• _Instructions for the task_
Nothing but the lines from the one containing "mutated by validation" through the last line of the records below should be written out, each exactly as it stands.
── Data in this exercise ──
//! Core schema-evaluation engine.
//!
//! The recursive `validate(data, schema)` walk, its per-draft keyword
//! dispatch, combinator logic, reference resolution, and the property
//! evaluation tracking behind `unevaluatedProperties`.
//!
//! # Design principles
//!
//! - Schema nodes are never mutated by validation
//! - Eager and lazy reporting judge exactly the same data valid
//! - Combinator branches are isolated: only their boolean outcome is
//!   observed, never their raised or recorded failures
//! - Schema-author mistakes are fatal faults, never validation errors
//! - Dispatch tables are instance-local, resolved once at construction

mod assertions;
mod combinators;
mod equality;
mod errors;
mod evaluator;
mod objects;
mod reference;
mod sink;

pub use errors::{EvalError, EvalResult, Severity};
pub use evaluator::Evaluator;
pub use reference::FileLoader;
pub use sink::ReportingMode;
───
• _Answer to the problem_
//! - Schema nodes are never mutated by validation
//! - Eager and lazy reporting judge exactly the same data valid
//! - Combinator branches are isolated: only their boolean outcome is
//!   observed, never their raised or recorded failures
//! - Schema-author mistakes are fatal faults, never validation errors
//! - Dispatch tables are instance-local, resolved once at construction

mod assertions;
mod combinators;
mod equality;
mod errors;
mod evaluator;
mod objects;
mod reference;
mod sink;

pub use errors::{EvalError, EvalResult, Severity};
pub use evaluator::Evaluator;
pub use reference::FileLoader;
pub use sink::ReportingMode;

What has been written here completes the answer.